Zack Weinberg wrote:
> > Never trust a revision that is dated earlier than its parent
>
> is broken both ways: a malicious sender can ensure that all their bad
> revisions are dated later than their parents,

And that's what we want to achieve exactly. I was thinking that it would 
make it easier to delete the bad revisions because you could use a 
"later than <date>" selector. But thinking about it a little bit more, I 
found a way to get around that: The new revisions could be the child of 
very old revisions. So the date really becomes useless as a differentiator.

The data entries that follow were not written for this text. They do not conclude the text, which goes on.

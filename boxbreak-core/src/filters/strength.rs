//! Breakout strength — the close must clear the boundary by a fraction
//! of the box range, not merely graze it.

use crate::domain::Side;

use super::{FilterContext, SignalFilter};

/// Requires the excursion beyond the broken boundary to be at least
/// `min_strength * box_range`.
#[derive(Debug, Clone)]
pub struct StrengthFilter {
    min_strength: f64,
}

impl StrengthFilter {
    pub fn new(min_strength: f64) -> Self {
        Self { min_strength }
    }
}

impl SignalFilter for StrengthFilter {
    fn name(&self) -> &'static str {
        "strength"
    }

    fn evaluate(&self, ctx: &FilterContext<'_>) -> bool {
        let close = ctx.bars[ctx.index].close;
        let excursion = match ctx.side {
            Side::Buy => close - ctx.boxed.high_level,
            Side::Sell => ctx.boxed.low_level - close,
        };
        excursion >= ctx.boxed.range * self.min_strength
    }
}
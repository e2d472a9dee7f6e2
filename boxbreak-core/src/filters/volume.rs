//! Volume confirmation — a breakout on thin volume is suspect.

use super::{FilterContext, SignalFilter};

/// Bars in the trailing mean-volume window.
pub const VOLUME_LOOKBACK: usize = 20;

/// Requires the signal bar's volume to exceed `multiplier` times the
/// trailing 20-bar mean volume. Passes through before enough history
/// exists.
#[derive(Debug, Clone)]
pub struct VolumeFilter {
    multiplier: f64,
}

impl VolumeFilter {
    pub fn new(multiplier: f64) -> Self {
        Self { multiplier }
    }
}

impl SignalFilter for VolumeFilter {
    fn name(&self) -> &'static str {
        "volume"
    }

    fn evaluate(&self, ctx: &FilterContext<'_>) -> bool {
        if ctx.index < VOLUME_LOOKBACK {
            return true;
        }
        let window = &ctx.bars[ctx.index - VOLUME_LOOKBACK..ctx.index];
        let avg: f64 =
            window.iter().map(|bar| bar.volume).sum::<f64>() / VOLUME_LOOKBACK as f64;
        ctx.bars[ctx.index].volume > avg * self.multiplier
    }
}
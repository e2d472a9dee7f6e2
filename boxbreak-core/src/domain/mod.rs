//! Domain types: bars, the validated series, trades, and equity samples.

pub mod bar;
pub mod equity;
pub mod series;
pub mod trade;

pub use bar::Bar;
pub use equity::EquitySample;
pub use series::{BarSeries, InputError};
pub use trade::{ExitReason, OpenTrade, Side, TradeRecord, POINT_VALUE};
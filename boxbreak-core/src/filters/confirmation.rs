//! False-breakout confirmation — the only forward-looking filter.
//!
//! Every other filter reads strictly backward from the signal bar. This
//! one inspects a bounded number of *future* bars and demands they hold
//! beyond the broken boundary. The end-of-series guard vetoes rather
//! than reading past the end.

use crate::domain::Side;

use super::{FilterContext, SignalFilter};

/// Requires the next `bars_required` closes to stay beyond the boundary
/// in the signal direction. A signal too close to the end of the series
/// to be confirmed is vetoed.
#[derive(Debug, Clone)]
pub struct ConfirmationFilter {
    bars_required: usize,
}

impl ConfirmationFilter {
    pub fn new(bars_required: usize) -> Self {
        Self { bars_required }
    }
}

impl SignalFilter for ConfirmationFilter {
    fn name(&self) -> &'static str {
        "false_breakout"
    }

    fn evaluate(&self, ctx: &FilterContext<'_>) -> bool {
        if ctx.index + self.bars_required >= ctx.bars.len() {
            return false;
        }
        for offset in 1..=self.bars_required {
            let close = ctx.bars[ctx.index + offset].close;
            let holds = match ctx.side {
                Side::Buy => close >= ctx.boxed.high_level,
                Side::Sell => close <= ctx.boxed.low_level,
            };
            if !holds {
                return false;
            }
        }
        true
    }
}
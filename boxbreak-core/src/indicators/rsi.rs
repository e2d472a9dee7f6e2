//! Relative Strength Index (RSI).
//!
//! Computed from the close-to-close deltas inside the window ending
//! before `index`. Zero mean loss clamps the result to 100.

use crate::domain::Bar;

/// RSI over the `period` closes in `bars[index - period .. index]`.
///
/// Requires at least `period + 1` bars of history before `index`;
/// returns `None` otherwise. Result is in `[0, 100]`.
pub fn rsi(bars: &[Bar], period: usize, index: usize) -> Option<f64> {
    if period < 2 || index < period + 1 || index > bars.len() {
        return None;
    }
    let window = &bars[index - period..index];
    let mut gain_sum = 0.0;
    let mut loss_sum = 0.0;
    for pair in window.windows(2) {
        let delta = pair[1].close - pair[0].close;
        if delta > 0.0 {
            gain_sum += delta;
        } else {
            loss_sum += -delta;
        }
    }
    if loss_sum == 0.0 {
        return Some(100.0);
    }
    let rs = gain_sum / loss_sum;
    Some(100.0 - 100.0 / (1.0 + rs))
}

#[cfg(test)]
mod tests {
    use super::*;
    use crate::indicators::{assert_approx, make_bars, DEFAULT_EPSILON};

    #[test]
    fn rsi_balanced_moves_is_50() {
        // Alternating +1/-1 deltas: equal gains and losses.
        let bars = make_bars(&[100.0, 101.0, 100.0, 101.0, 100.0, 101.0]);
        assert_approx(rsi(&bars, 4, 5).unwrap(), 50.0, DEFAULT_EPSILON);
    }

    #[test]
    fn rsi_all_gains_is_100() {
        let bars = make_bars(&[100.0, 101.0, 102.0, 103.0, 104.0, 105.0]);
        assert_approx(rsi(&bars, 4, 5).unwrap(), 100.0, DEFAULT_EPSILON);
    }

    #[test]
    fn rsi_all_losses_is_0() {
        let bars = make_bars(&[105.0, 104.0, 103.0, 102.0, 101.0, 100.0]);
        assert_approx(rsi(&bars, 4, 5).unwrap(), 0.0, DEFAULT_EPSILON);
    }

    #[test]
    fn rsi_known_value() {
        // Window closes at index 5, period 4: [101, 103, 102, 104]
        // deltas: +2, -1, +2 → gains 4, losses 1, rs = 4, rsi = 80.
        let bars = make_bars(&[100.0, 101.0, 103.0, 102.0, 104.0, 105.0]);
        assert_approx(rsi(&bars, 4, 5).unwrap(), 80.0, DEFAULT_EPSILON);
    }

    #[test]
    fn rsi_flat_series_clamps_to_100() {
        // No movement at all: zero loss clamps to 100.
        let bars = make_bars(&[100.0; 8]);
        assert_approx(rsi(&bars, 4, 6).unwrap(), 100.0, DEFAULT_EPSILON);
    }

    #[test]
    fn rsi_insufficient_history() {
        let bars = make_bars(&[100.0, 101.0, 102.0, 103.0]);
        // Needs period + 1 bars before evaluation.
        assert_eq!(rsi(&bars, 4, 4), None);
        assert!(rsi(&bars, 3, 4).is_some());
    }
}
//! Filter pipeline — an ordered chain of independent vetoes over raw
//! breakout signals.
//!
//! Every filter is a pure predicate over the bar history, the signal
//! bar, and the box. Evaluation order is fixed; each veto increments the
//! filter's rejection counter and short-circuits the chain, so filters
//! later in the order are not charged for signals an earlier filter
//! already killed. The final boolean outcome is order-independent.

pub mod confirmation;
pub mod mtf;
pub mod quality;
pub mod rsi;
pub mod strength;
pub mod time_of_day;
pub mod trend;
pub mod volume;

use std::collections::BTreeMap;

use serde::{Deserialize, Serialize};

use crate::config::ParameterSet;
use crate::detector::ConsolidationBox;
use crate::domain::{Bar, Side};

pub use confirmation::ConfirmationFilter;
pub use mtf::MtfFilter;
pub use quality::QualityFilter;
pub use rsi::RsiFilter;
pub use strength::StrengthFilter;
pub use time_of_day::TimeOfDayFilter;
pub use trend::TrendFilter;
pub use volume::VolumeFilter;

/// Everything a filter may look at when judging a candidate signal.
#[derive(Debug, Clone, Copy)]
pub struct FilterContext<'a> {
    pub bars: &'a [Bar],
    /// Index of the signal bar.
    pub index: usize,
    pub side: Side,
    pub boxed: &'a ConsolidationBox,
}

/// One filter's verdict on one candidate signal.
#[derive(Debug, Clone, PartialEq, Eq, Serialize, Deserialize)]
pub struct FilterDecision {
    pub filter_name: String,
    pub passed: bool,
}

/// Trait for breakout signal filters.
///
/// Filters evaluate market conditions only — they never see balance,
/// position state, or each other's verdicts.
pub trait SignalFilter: Send + Sync {
    /// Stable identifier used for rejection accounting.
    fn name(&self) -> &'static str;

    /// True to let the signal through, false to veto it.
    fn evaluate(&self, ctx: &FilterContext<'_>) -> bool;
}

/// The ordered chain of enabled filters for one run, owning the
/// per-filter rejection tally and the full decision trail.
pub struct FilterPipeline {
    filters: Vec<Box<dyn SignalFilter>>,
    rejections: BTreeMap<String, u64>,
    decisions: Vec<FilterDecision>,
}

impl FilterPipeline {
    /// Build the pipeline from a parameter set. Only enabled filters are
    /// instantiated, in the fixed evaluation order: volume, trend,
    /// strength, rsi, quality, time, false_breakout, mtf. Rejection
    /// counters start at zero for every enabled filter.
    pub fn from_params(params: &ParameterSet) -> Self {
        let mut filters: Vec<Box<dyn SignalFilter>> = Vec::new();
        if params.use_volume_filter {
            filters.push(Box::new(VolumeFilter::new(params.volume_multiplier)));
        }
        if params.use_trend_filter {
            filters.push(Box::new(TrendFilter::new(params.trend_period)));
        }
        if params.use_breakout_strength {
            filters.push(Box::new(StrengthFilter::new(params.min_breakout_strength)));
        }
        if params.use_rsi_filter {
            filters.push(Box::new(RsiFilter::new(
                params.rsi_period,
                params.rsi_overbought,
                params.rsi_oversold,
            )));
        }
        if params.use_consolidation_quality {
            filters.push(Box::new(QualityFilter::new(
                params.consolidation_periods,
                params.min_touches,
            )));
        }
        if params.use_time_filter {
            filters.push(Box::new(TimeOfDayFilter::new(
                params.trading_start_hour,
                params.trading_end_hour,
            )));
        }
        if params.use_false_breakout_filter {
            filters.push(Box::new(ConfirmationFilter::new(params.confirmation_bars)));
        }
        if params.use_mtf_confirmation {
            filters.push(Box::new(MtfFilter::new(params.higher_tf_period)));
        }

        let rejections = filters.iter().map(|f| (f.name().to_string(), 0)).collect();
        Self {
            filters,
            rejections,
            decisions: Vec::new(),
        }
    }

    /// Run the candidate through every enabled filter in order. A veto
    /// short-circuits; the vetoing filter's counter is incremented and
    /// the remaining filters are not consulted.
    pub fn accept(&mut self, ctx: &FilterContext<'_>) -> bool {
        for filter in &self.filters {
            let passed = filter.evaluate(ctx);
            self.decisions.push(FilterDecision {
                filter_name: filter.name().to_string(),
                passed,
            });
            if !passed {
                if let Some(count) = self.rejections.get_mut(filter.name()) {
                    *count += 1;
                }
                return false;
            }
        }
        true
    }

    pub fn len(&self) -> usize {
        self.filters.len()
    }

    pub fn is_empty(&self) -> bool {
        self.filters.is_empty()
    }

    pub fn rejections(&self) -> &BTreeMap<String, u64> {
        &self.rejections
    }

    /// Consume the pipeline, yielding the rejection tally and the
    /// decision trail for the run report.
    pub fn into_diagnostics(self) -> (BTreeMap<String, u64>, Vec<FilterDecision>) {
        (self.rejections, self.decisions)
    }
}
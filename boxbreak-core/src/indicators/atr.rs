//! Average True Range (ATR).
//!
//! True range: max(high-low, |high-prev_close|, |low-prev_close|).
//! ATR here is the plain mean of true range over the window ending
//! before `index`; the window's first bar has no previous close inside
//! the window and contributes high-low only.

use crate::domain::Bar;

/// ATR over `bars[index - period .. index]`.
///
/// Requires at least `period + 1` bars of history before `index` can be
/// evaluated; returns `None` otherwise.
pub fn atr(bars: &[Bar], period: usize, index: usize) -> Option<f64> {
    if period == 0 || index < period + 1 || index > bars.len() {
        return None;
    }
    let window = &bars[index - period..index];
    let mut sum = 0.0;
    for (i, bar) in window.iter().enumerate() {
        let range = bar.high - bar.low;
        let tr = if i == 0 {
            range
        } else {
            let prev_close = window[i - 1].close;
            range
                .max((bar.high - prev_close).abs())
                .max((bar.low - prev_close).abs())
        };
        sum += tr;
    }
    Some(sum / period as f64)
}
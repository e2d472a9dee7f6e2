//! BarSeries — validated, ordered, immutable price history.
//!
//! All malformed-input checks happen here, once, at construction. The
//! replay loop and every indicator assume a clean series and never
//! re-validate or skip bars.

use thiserror::Error;

use super::bar::Bar;

/// Input validation failure. Raised before any simulation starts.
#[derive(Debug, Error, PartialEq, Eq)]
pub enum InputError {
    #[error("bar series is empty")]
    Empty,
    #[error("bar {index}: timestamp does not increase over previous bar")]
    NonMonotonicTime { index: usize },
    #[error("bar {index}: NaN in OHLC fields")]
    NanPrice { index: usize },
    #[error("bar {index}: inconsistent OHLCV (high/low do not bracket open/close, or bad volume)")]
    MalformedBar { index: usize },
}

/// An ordered sequence of OHLCV bars with strictly increasing timestamps.
///
/// Irregular intervals and gaps are fine; only ordering and field sanity
/// are enforced. Once constructed the series is read-only.
#[derive(Debug, Clone)]
pub struct BarSeries {
    bars: Vec<Bar>,
}

impl BarSeries {
    /// Validate and wrap a bar vector.
    pub fn new(bars: Vec<Bar>) -> Result<Self, InputError> {
        if bars.is_empty() {
            return Err(InputError::Empty);
        }
        for (index, bar) in bars.iter().enumerate() {
            if bar.is_void() {
                return Err(InputError::NanPrice { index });
            }
            if !bar.is_sane() {
                return Err(InputError::MalformedBar { index });
            }
            if index > 0 && bar.time <= bars[index - 1].time {
                return Err(InputError::NonMonotonicTime { index });
            }
        }
        Ok(Self { bars })
    }

    pub fn bars(&self) -> &[Bar] {
        &self.bars
    }

    pub fn len(&self) -> usize {
        self.bars.len()
    }

    pub fn is_empty(&self) -> bool {
        self.bars.is_empty()
    }
}

impl std::ops::Index<usize> for BarSeries {
    type Output = Bar;

    fn index(&self, index: usize) -> &Bar {
        &self.bars[index]
    }
}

> More generally, Daniel, you seem to want to put security enforcement
> in the sender of revisions, which you simply can't do in distributed
> systems.

No! Of course not. You can't trust clients. I'm not so naive as to think 
that a malicious attacker won't have a compromised copy of Monotone. In 
the example of the date check, it would be the server that would check 
if the incoming revision had a sensible date.


> All security has to go in the *recipient*, because the
> sender could be completely malicious. 

Of course. Every check I have suggested has been server-side 
(recipient). The client (sender) is completely malicious.


> Are there any writeups of more-or-less-current policy branch thinking
> on the wiki or other convenient place?  We *have* thought about these
> issues at great length, but I'm not sure where to point new people so
> they can get past the simple, obvious, but wrong solutions quickly.

I hope you no longer think that I was hoping to enforce security on the 
client. I don't know what I said that gave you that impression.